King of Elam
- Reign: circa 1370 BC
- Predecessor: Attar-kittah
- Successor: Untash-Napirisha
- Spouse: Daughter (or granddaughter) of Kurigalzu
- Issue: Untash-Napirisha
- House: Igihalkid
- Father: Attar-kittah

= Humban-Numena =

Humban-Numena (or Kumban-Numena) was a king of Elam from the Igihalkid dynasty (Middle Elamite Period, mid-14th century BCE).

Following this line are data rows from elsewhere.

//! WebRTC media relay for one session
//!
//! A session is identified by its ICE username rather than by address:
//! the client may switch candidate pairs mid-session, so the backend pump
//! always answers to the most recent client address.

use std::net::{IpAddr, SocketAddr};
use std::sync::Arc;
use std::time::Instant;

use tokio::net::UdpSocket;
use tokio::sync::watch;
use tokio::task::JoinHandle;
use tokio_util::sync::CancellationToken;

use crate::error::{Error, Result, ResultExt};
use crate::registry::BackendRegistry;

/// One WHIP/WHEP session's media path
pub struct RtcConnection {
    stream_url: String,
    ufrag: String,
    listener: Arc<UdpSocket>,
    backend: Option<Arc<UdpSocket>>,
    client_addr: Option<watch::Sender<SocketAddr>>,
    pump: Option<JoinHandle<()>>,
    cancel: CancellationToken,
    last_active: Instant,
}

impl RtcConnection {
    pub fn new(
        stream_url: impl Into<String>,
        ufrag: impl Into<String>,
        listener: Arc<UdpSocket>,
        cancel: CancellationToken,
    ) -> Self {
        Self {
            stream_url: stream_url.into(),
            ufrag: ufrag.into(),
            listener,
            backend: None,
            client_addr: None,
            pump: None,
            cancel,
            last_active: Instant::now(),
        }
    }

    pub fn stream_url(&self) -> &str {
        &self.stream_url
    }

    pub fn ufrag(&self) -> &str {
        &self.ufrag
    }

    pub fn last_active(&self) -> Instant {
        self.last_active
    }

    pub fn is_connected(&self) -> bool {
        self.backend.is_some()
    }

    /// Forward a client datagram to the backend, dialing it on first use
    pub async fn handle_packet(
        &mut self,
        addr: SocketAddr,
        data: &[u8],
        registry: &BackendRegistry,
    ) -> Result<()> {
        self.last_active = Instant::now();

        let backend = match &self.backend {
            Some(backend) => Arc::clone(backend),
            None => self.connect_backend(addr, registry).await?,
        };

        if let Some(tx) = &self.client_addr {
            if *tx.borrow() != addr {
                tracing::debug!(ufrag = %self.ufrag, client = %addr, "WebRTC client address changed");
                tx.send_replace(addr);
            }
        }

        backend.send(data).await.stage("write to backend")?;
        Ok(())
    }

    async fn connect_backend(
        &mut self,
        client: SocketAddr,
        registry: &BackendRegistry,
    ) -> Result<Arc<UdpSocket>> {
        let server = registry.pick(&self.stream_url).await?;
        let port = server.rtc_port()?;
        let ip: IpAddr = server
            .ip
            .parse()
            .map_err(|_| Error::Configuration(format!("backend ip {}", server.ip)))?;

        let socket = UdpSocket::bind(if ip.is_ipv6() { "[::]:0" } else { "0.0.0.0:0" })
            .await
            .stage("bind backend socket")?;
        socket
            .connect(SocketAddr::new(ip, port))
            .await
            .stage(format!("dial {ip}:{port}"))?;
        let socket = Arc::new(socket);

        let (tx, rx) = watch::channel(client);
        self.pump = Some(spawn_pump(
            Arc::clone(&socket),
            Arc::clone(&self.listener),
            rx,
            self.cancel.clone(),
            self.ufrag.clone(),
        ));
        self.client_addr = Some(tx);
        self.backend = Some(Arc::clone(&socket));

        tracing::info!(
            stream = %self.stream_url,
            ufrag = %self.ufrag,
            backend = %server,
            port = port,
            "WebRTC media relaying"
        );
        Ok(socket)
    }

    /// Stop the backend pump
    pub fn close(&mut self) {
        self.cancel.cancel();
        if let Some(pump) = self.pump.take() {
            pump.abort();
        }
    }
}

impl Drop for RtcConnection {
    fn drop(&mut self) {
        self.close();
    }
}

fn spawn_pump(
    backend: Arc<UdpSocket>,
    listener: Arc<UdpSocket>,
    client: watch::Receiver<SocketAddr>,
    cancel: CancellationToken,
    ufrag: String,
) -> JoinHandle<()> {
    tokio::spawn(async move {
        let mut buf = vec![0u8; 65536];
        loop {
            let n = tokio::select! {
                _ = cancel.cancelled() => break,
                result = backend.recv(&mut buf) => match result {
                    Ok(n) => n,
                    Err(e) => {
                        tracing::warn!(ufrag = %ufrag, error = %e, "Read from WebRTC backend failed");
                        break;
                    }
                },
            };

            let addr = *client.borrow();
            if let Err(e) = listener.send_to(&buf[..n], addr).await {
                tracing::warn!(ufrag = %ufrag, error = %e, "Write to WebRTC client failed");
                break;
            }
        }
    })
}
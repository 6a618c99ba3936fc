//! AMF0 codec
//!
//! Only what RTMP command messages carry in practice is modelled. Typed
//! objects decode as plain objects (the class name is dropped) and
//! references resolve to a copy of the referenced value. AMF3 switching
//! (marker 0x11) is rejected; the proxy never negotiates objectEncoding 3.
//!
//! ```text
//! 0x00 Number      0x01 Boolean     0x02 String      0x03 Object
//! 0x05 Null        0x06 Undefined   0x07 Reference   0x08 ECMA Array
//! 0x09 Object End  0x0A Strict Arr  0x0B Date        0x0C Long String
//! 0x0D Unsupported 0x0F XML         0x10 Typed Obj
//! ```

use bytes::{Buf, BufMut, Bytes, BytesMut};

use super::value::{AmfValue, Properties};
use crate::error::AmfError;

const MARKER_NUMBER: u8 = 0x00;
const MARKER_BOOLEAN: u8 = 0x01;
const MARKER_STRING: u8 = 0x02;
const MARKER_OBJECT: u8 = 0x03;
const MARKER_NULL: u8 = 0x05;
const MARKER_UNDEFINED: u8 = 0x06;
const MARKER_REFERENCE: u8 = 0x07;
const MARKER_ECMA_ARRAY: u8 = 0x08;
const MARKER_OBJECT_END: u8 = 0x09;
const MARKER_STRICT_ARRAY: u8 = 0x0A;
const MARKER_DATE: u8 = 0x0B;
const MARKER_LONG_STRING: u8 = 0x0C;
const MARKER_UNSUPPORTED: u8 = 0x0D;
const MARKER_XML_DOCUMENT: u8 = 0x0F;
const MARKER_TYPED_OBJECT: u8 = 0x10;

const MAX_NESTING_DEPTH: usize = 64;

/// Stateful AMF0 reader over one message body
pub struct Amf0Decoder {
    references: Vec<AmfValue>,
    depth: usize,
}

impl Amf0Decoder {
    pub fn new() -> Self {
        Self {
            references: Vec::new(),
            depth: 0,
        }
    }

    /// Decode the next value
    pub fn decode(&mut self, buf: &mut Bytes) -> Result<AmfValue, AmfError> {
        if buf.is_empty() {
            return Err(AmfError::UnexpectedEof);
        }

        self.depth += 1;
        if self.depth > MAX_NESTING_DEPTH {
            self.depth -= 1;
            return Err(AmfError::NestingTooDeep);
        }

        let marker = buf.get_u8();
        let result = self.decode_marker(marker, buf);
        self.depth -= 1;
        result
    }

    /// Decode values until the buffer is exhausted
    pub fn decode_all(&mut self, buf: &mut Bytes) -> Result<Vec<AmfValue>, AmfError> {
        let mut values = Vec::new();
        while buf.has_remaining() {
            values.push(self.decode(buf)?);
        }
        Ok(values)
    }

    fn decode_marker(&mut self, marker: u8, buf: &mut Bytes) -> Result<AmfValue, AmfError> {
        match marker {
            MARKER_NUMBER => {
                ensure(buf, 8)?;
                Ok(AmfValue::Number(buf.get_f64()))
            }
            MARKER_BOOLEAN => {
                ensure(buf, 1)?;
                Ok(AmfValue::Boolean(buf.get_u8() != 0))
            }
            MARKER_STRING => Ok(AmfValue::String(read_utf8(buf)?)),
            MARKER_LONG_STRING => Ok(AmfValue::String(read_utf8_long(buf)?)),
            MARKER_XML_DOCUMENT => Ok(AmfValue::Xml(read_utf8_long(buf)?)),
            MARKER_NULL => Ok(AmfValue::Null),
            MARKER_UNDEFINED | MARKER_UNSUPPORTED => Ok(AmfValue::Undefined),
            MARKER_OBJECT => self.decode_complex(buf, AmfValue::Object),
            MARKER_TYPED_OBJECT => {
                let _class_name = read_utf8(buf)?;
                self.decode_complex(buf, AmfValue::Object)
            }
            MARKER_ECMA_ARRAY => {
                ensure(buf, 4)?;
                // The count is only a hint; the end marker is authoritative.
                let _count = buf.get_u32();
                self.decode_complex(buf, AmfValue::EcmaArray)
            }
            MARKER_STRICT_ARRAY => {
                ensure(buf, 4)?;
                let count = buf.get_u32() as usize;
                let index = self.reserve_reference();
                let mut elements = Vec::with_capacity(count.min(1024));
                for _ in 0..count {
                    elements.push(self.decode(buf)?);
                }
                let value = AmfValue::StrictArray(elements);
                self.references[index] = value.clone();
                Ok(value)
            }
            MARKER_DATE => {
                ensure(buf, 10)?;
                let millis = buf.get_f64();
                let _timezone = buf.get_i16();
                Ok(AmfValue::Date(millis))
            }
            MARKER_REFERENCE => {
                ensure(buf, 2)?;
                let index = buf.get_u16();
                self.references
                    .get(index as usize)
                    .cloned()
                    .ok_or(AmfError::InvalidReference(index))
            }
            other => Err(AmfError::UnknownMarker(other)),
        }
    }

    /// Objects, typed objects and ECMA arrays share the property layout
    fn decode_complex(
        &mut self,
        buf: &mut Bytes,
        wrap: fn(Properties) -> AmfValue,
    ) -> Result<AmfValue, AmfError> {
        let index = self.reserve_reference();
        let mut properties = Properties::new();

        loop {
            let key = read_utf8(buf)?;
            if key.is_empty() {
                // Some encoders end the final object at the buffer end
                // without the 0x09 marker.
                if buf.is_empty() {
                    break;
                }
                if buf.get_u8() != MARKER_OBJECT_END {
                    return Err(AmfError::InvalidObjectEnd);
                }
                break;
            }
            let value = self.decode(buf)?;
            properties.push((key, value));
        }

        let value = wrap(properties);
        self.references[index] = value.clone();
        Ok(value)
    }

    fn reserve_reference(&mut self) -> usize {
        self.references.push(AmfValue::Null);
        self.references.len() - 1
    }
}

impl Default for Amf0Decoder {
    fn default() -> Self {
        Self::new()
    }
}

fn ensure(buf: &Bytes, n: usize) -> Result<(), AmfError> {
    if buf.remaining() < n {
        Err(AmfError::UnexpectedEof)
    } else {
        Ok(())
    }
}

fn read_utf8(buf: &mut Bytes) -> Result<String, AmfError> {
    ensure(buf, 2)?;
    let len = buf.get_u16() as usize;
    read_utf8_bytes(buf, len)
}

fn read_utf8_long(buf: &mut Bytes) -> Result<String, AmfError> {
    ensure(buf, 4)?;
    let len = buf.get_u32() as usize;
    read_utf8_bytes(buf, len)
}

fn read_utf8_bytes(buf: &mut Bytes, len: usize) -> Result<String, AmfError> {
    ensure(buf, len)?;
    let bytes = buf.split_to(len);
    String::from_utf8(bytes.to_vec()).map_err(|_| AmfError::InvalidUtf8)
}

/// AMF0 writer
pub struct Amf0Encoder {
    buf: BytesMut,
}

impl Amf0Encoder {
    pub fn new() -> Self {
        Self {
            buf: BytesMut::with_capacity(256),
        }
    }

    /// Take the encoded bytes, leaving the encoder empty
    pub fn finish(&mut self) -> Bytes {
        self.buf.split().freeze()
    }

    pub fn encode(&mut self, value: &AmfValue) {
        match value {
            AmfValue::Number(n) => {
                self.buf.put_u8(MARKER_NUMBER);
                self.buf.put_f64(*n);
            }
            AmfValue::Boolean(b) => {
                self.buf.put_u8(MARKER_BOOLEAN);
                self.buf.put_u8(u8::from(*b));
            }
            AmfValue::String(s) if s.len() > 0xFFFF => {
                self.buf.put_u8(MARKER_LONG_STRING);
                self.buf.put_u32(s.len() as u32);
                self.buf.put_slice(s.as_bytes());
            }
            AmfValue::String(s) => {
                self.buf.put_u8(MARKER_STRING);
                self.write_utf8(s);
            }
            AmfValue::Object(props) => {
                self.buf.put_u8(MARKER_OBJECT);
                self.write_properties(props);
            }
            AmfValue::Null => self.buf.put_u8(MARKER_NULL),
            AmfValue::Undefined => self.buf.put_u8(MARKER_UNDEFINED),
            AmfValue::EcmaArray(props) => {
                self.buf.put_u8(MARKER_ECMA_ARRAY);
                self.buf.put_u32(props.len() as u32);
                self.write_properties(props);
            }
            AmfValue::StrictArray(elements) => {
                self.buf.put_u8(MARKER_STRICT_ARRAY);
                self.buf.put_u32(elements.len() as u32);
                for element in elements {
                    self.encode(element);
                }
            }
            AmfValue::Date(millis) => {
                self.buf.put_u8(MARKER_DATE);
                self.buf.put_f64(*millis);
                self.buf.put_i16(0);
            }
            AmfValue::Xml(s) => {
                self.buf.put_u8(MARKER_XML_DOCUMENT);
                self.buf.put_u32(s.len() as u32);
                self.buf.put_slice(s.as_bytes());
            }
        }
    }

    pub fn encode_all(&mut self, values: &[AmfValue]) {
        for value in values {
            self.encode(value);
        }
    }

    fn write_properties(&mut self, props: &Properties) {
        for (key, value) in props {
            self.write_utf8(key);
            self.encode(value);
        }
        self.buf.put_u16(0);
        self.buf.put_u8(MARKER_OBJECT_END);
    }

    /// Length-prefixed string without a marker; keys longer than 65535
    /// bytes are cut at the nearest char boundary
    fn write_utf8(&mut self, s: &str) {
        let mut len = s.len().min(0xFFFF);
        while !s.is_char_boundary(len) {
            len -= 1;
        }
        self.buf.put_u16(len as u16);
        self.buf.put_slice(&s.as_bytes()[..len]);
    }
}

impl Default for Amf0Encoder {
    fn default() -> Self {
        Self::new()
    }
}

/// Encode a sequence of values into one buffer
pub fn encode_all(values: &[AmfValue]) -> Bytes {
    let mut encoder = Amf0Encoder::new();
    encoder.encode_all(values);
    encoder.finish()
}

/// Decode every value in `data`
pub fn decode_all(data: &[u8]) -> Result<Vec<AmfValue>, AmfError> {
    let mut buf = Bytes::copy_from_slice(data);
    Amf0Decoder::new().decode_all(&mut buf)
}

#[cfg(test)]
mod tests {
    use super::*;

    #[test]
    fn test_connect_command_bytes() {
        let values = vec![
            AmfValue::from("connect"),
            AmfValue::Number(1.0),
            AmfValue::object([("app", "live")]),
        ];
        let encoded = encode_all(&values);

        let expected: &[u8] = &[
            0x02, 0x00, 0x07, b'c', b'o', b'n', b'n', b'e', b'c', b't', //
            0x00, 0x3F, 0xF0, 0, 0, 0, 0, 0, 0, //
            0x03, 0x00, 0x03, b'a', b'p', b'p', 0x02, 0x00, 0x04, b'l', b'i', b'v', b'e', //
            0x00, 0x00, 0x09,
        ];
        assert_eq!(&encoded[..], expected);
        assert_eq!(decode_all(&encoded).unwrap(), values);
    }

    #[test]
    fn test_ecma_array_and_nested_values() {
        let value = AmfValue::object([
            ("code", AmfValue::from("NetConnection.Connect.Success")),
            (
                "data",
                AmfValue::ecma_array([("version", "3,5,3,888"), ("srs_id", "abc")]),
            ),
            ("list", AmfValue::StrictArray(vec![AmfValue::Null, true.into()])),
        ]);
        let decoded = decode_all(&encode_all(&[value.clone()])).unwrap();
        assert_eq!(decoded, vec![value]);
    }

    #[test]
    fn test_missing_object_end_at_buffer_end() {
        // Object with one property, then the empty key and no 0x09.
        let data = [0x03, 0x00, 0x01, b'a', 0x05, 0x00, 0x00];
        let decoded = decode_all(&data).unwrap();
        assert_eq!(decoded, vec![AmfValue::object([("a", AmfValue::Null)])]);
    }

    #[test]
    fn test_bad_object_end() {
        let data = [0x03, 0x00, 0x00, 0x07];
        assert_eq!(decode_all(&data), Err(AmfError::InvalidObjectEnd));
    }

    #[test]
    fn test_truncated_input() {
        assert_eq!(decode_all(&[0x00, 0x3F]), Err(AmfError::UnexpectedEof));
        assert_eq!(decode_all(&[0x02, 0x00, 0x05, b'a']), Err(AmfError::UnexpectedEof));
    }

    #[test]
    fn test_typed_object_and_reference() {
        // Typed object "T" { x: 1.0 }, then a reference to it.
        let mut data = vec![0x10, 0x00, 0x01, b'T', 0x00, 0x01, b'x', 0x00];
        data.extend_from_slice(&1.0f64.to_be_bytes());
        data.extend_from_slice(&[0x00, 0x00, 0x09, 0x07, 0x00, 0x00]);

        let decoded = decode_all(&data).unwrap();
        let expected = AmfValue::object([("x", 1.0)]);
        assert_eq!(decoded, vec![expected.clone(), expected]);
        assert_eq!(
            decode_all(&[0x07, 0x00, 0x03]),
            Err(AmfError::InvalidReference(3))
        );
    }

    #[test]
    fn test_amf3_switch_rejected() {
        assert_eq!(decode_all(&[0x11, 0x01]), Err(AmfError::UnknownMarker(0x11)));
    }

    #[test]
    fn test_nesting_limit() {
        let data = vec![MARKER_STRICT_ARRAY, 0, 0, 0, 1].repeat(MAX_NESTING_DEPTH + 1);
        assert_eq!(decode_all(&data), Err(AmfError::NestingTooDeep));
    }

    #[test]
    fn test_long_string() {
        let s = "x".repeat(70_000);
        let encoded = encode_all(&[AmfValue::from(s.as_str())]);
        assert_eq!(encoded[0], MARKER_LONG_STRING);
        assert_eq!(decode_all(&encoded).unwrap(), vec![AmfValue::String(s)]);
    }
}
//! Logging setup

use tracing_subscriber::{fmt, layer::SubscriberExt, util::SubscriberInitExt, EnvFilter};

use crate::error::{Error, Result};

/// Install the global subscriber
///
/// `RUST_LOG` wins over `level` when set. `format` is `pretty` for humans or
/// `json` for log shippers.
pub fn init_logging(level: &str, format: &str) -> Result<()> {
    let env_filter = EnvFilter::try_from_default_env()
        .or_else(|_| EnvFilter::try_new(level))
        .map_err(|e| Error::Configuration(format!("log level {level}: {e}")))?;

    let registry = tracing_subscriber::registry().with(env_filter);

    let installed = match format {
        "json" => registry
            .with(fmt::layer().json().with_current_span(true).with_target(true))
            .try_init(),
        _ => registry
            .with(fmt::layer().with_target(true).with_line_number(true))
            .try_init(),
    };

    installed.map_err(|e| Error::Configuration(format!("install logger: {e}")))
}

#[cfg(test)]
mod tests {
    use super::*;

    #[test]
    fn test_second_init_fails() {
        // Whichever call comes first in the test binary wins the global slot.
        let _ = init_logging("debug", "pretty");
        assert!(init_logging("info", "json").is_err());
    }
}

He was a son and successor of King Attar-kittah. (Note: As attested in his inscriptions from temples in Liyan and in Susa.) He married a daughter of the Kassite king Kurigalzu, who bore him Untash-Napirisha, (Note: He is mentioned as the father of King Untash-Napirisha in a later inscription of King Shilhak-Inshushinak and in the so-called Berlin letter, a Neo-Babylonian copy of a diplomatic letter sent from Elam to Babylon, where it is also recorded that his mother was the daughter of Kurigalzu) who was thus a grandson of Kurigalzu. According to another interpretation of the primary source, he married the daughter of his uncle Pahir-ishshan, himself the son of a Kassite princess, and was thus a great-grandson of Kurigalzu.